Cooked, de la Olla, or Refried… I want to share with you my love for beans and how I bean.
I’m from Mexico. Along with corn, this simple food is a staple in our national diet. There are many great foods from my homeland but homemade beans have a way to my heart. The warm earthiness, texture, and flavor of a well prepared pot of beans, this is my comfort food. In fact “frijoles de la olla” boil-cooked beans are my “last supper” meal. With this said , you can imagine I’m very particular and appreciative about identifying truly great beans.
My love affair with beans’ simplicity that made me realize how many versions of “how to cook beans” are out there. They utilize many ingredients, cooking methods, pots, herbs, you name it , and yet most miss the mark for me when it comes to authentic style Mexican beans. I can not understand how something so simple to make has been so misunderstood. I feel the deep responsibility to clear this confusion and define Mexican style beans. After this you will discover an untroubled path in preparing this Mexican caviar.
Keep it simple. Slow down. When it comes to beans, It is about respecting the ingredient. Slowly and patiently cooking a pot of beans will yield the best pot of beans you ever had. Why to cook them by scratch? they taste far better than from the can, period. So lets start.
How to chose your beans:
Type of Beans:
There are infinite possibilities when it comes to beans. From the dark black beans which have a delicious intense flavor, to the medium brown creamy Pinto Beans, to the light, creamy and more potato-ey flavor like the Peruano, Mayocoba or Flor de Mayo beans. Each of these varieties have different purposes. They pair better with different Mexican cooking styles. For example, Black Beans found in Central-East and South East of Mexico, Mexico City, Oaxaca, Chiapas, Veracruz, Campeche, Yucatan, Quintana Roo. Peruano, Flor de Mayo are more common in South Central like Jalisco, Michoacan, Zacatecas, San Luis Potosi. While Pinto beans are the beans of choice for almost all the North of Mexico, all the way from Tijuana to Monterrey.

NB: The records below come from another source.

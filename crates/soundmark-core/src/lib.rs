//! Soundmark Core - Acoustic Fingerprinting Library
//!
//! Landmark fingerprinting in the Shazam tradition: spectral peaks are
//! paired into hashed landmarks, stored in a catalog, and a query is matched
//! by finding the track whose hashes line up at one consistent time offset.

pub mod audio;
pub mod config;
pub mod engine;
pub mod error;
pub mod hashing;
pub mod landmark;
pub mod matching;
pub mod peaks;
pub mod pipeline;
pub mod segmentation;
pub mod settings;
pub mod spectrum;
pub mod store;

pub use audio::{AudioData, AudioFormat, Decoder, FfmpegDecoder, NativeDecoder, SyntheticDecoder};
pub use config::{SoundmarkConfig, HASH_SEED, PIPELINE_VERSION};
pub use engine::{
    IngestReport, RecognizedMatch, Recognition, Recognizer, TrackDetail, TrackMetadata,
};
pub use error::{Result, SoundmarkError};
pub use landmark::{Landmark, LandmarkGenerator};
pub use matching::{MatchCandidate, MatchReport, Matcher};
pub use peaks::{Peak, PeakExtractor};
pub use pipeline::{Mode, Pipeline};
pub use segmentation::{segment_audio, should_segment, AudioSegment, SegmentationConfig};
pub use settings::SoundmarkSettings;
pub use spectrum::{SpectralAnalyzer, SpectrumFrame};
pub use store::{FingerprintStore, MemoryStore, Posting, PostgresStore, TrackId, TrackRecord};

From the traditional store bought varieties the most common kinds are Pinto Beans, Peruano, Mayocoba, Flor de Mayo, and Black Beans. These four kinds are available in most supermarkets in the USA.
Heirloom Beans: These are the caviar of beans. If you truly want to experiment and try new flavors and textures, this varieties are gonna blow your socks off.
My favorite source for heirloom beans here in the states is Rancho Gordo. Steve Sando has truly made an authentic effort and a life mission to rescue the almost lost varieties of heirloom beans in Mexico and Latin America. Thank you Steve!. My favorite Beans from Rancho Gordo: Rebosero, Rosa de Castilla, Acoyote Negro, Rio Zape, Pinto Beans, and of course me being from Guadalajara Jalisco, Flor de Mayo or Peruano for refried beans are one of my favorite beans.
Where to buy your beans?
I shop for beans at Mexican or ethnic supermarkets. Why? Well, where I live and shop they have new-er beans, since their turn-around on the dry beans purchase is bigger than in other stores. I often buy them pre-bagged. I like to make sure than the bag looks shiny, “hint”-you know how plastic bags can get a little opaque the older they are. Look for well sealed no holes or static webs on the inside corners of the bag. Usually these are more evident signs that let you know if the bag has been on the shelf for a long time. Use common sense.
When it comes to buying them from bulk sections, shiny beans are a good sign. The smell of the bean will let you know if they are fresher. Old dry beans start to smell a bit nutty and rancid. If you have your doubts ask the manager in charge of the bulk area or simply don’t buy them. You have to trust your source.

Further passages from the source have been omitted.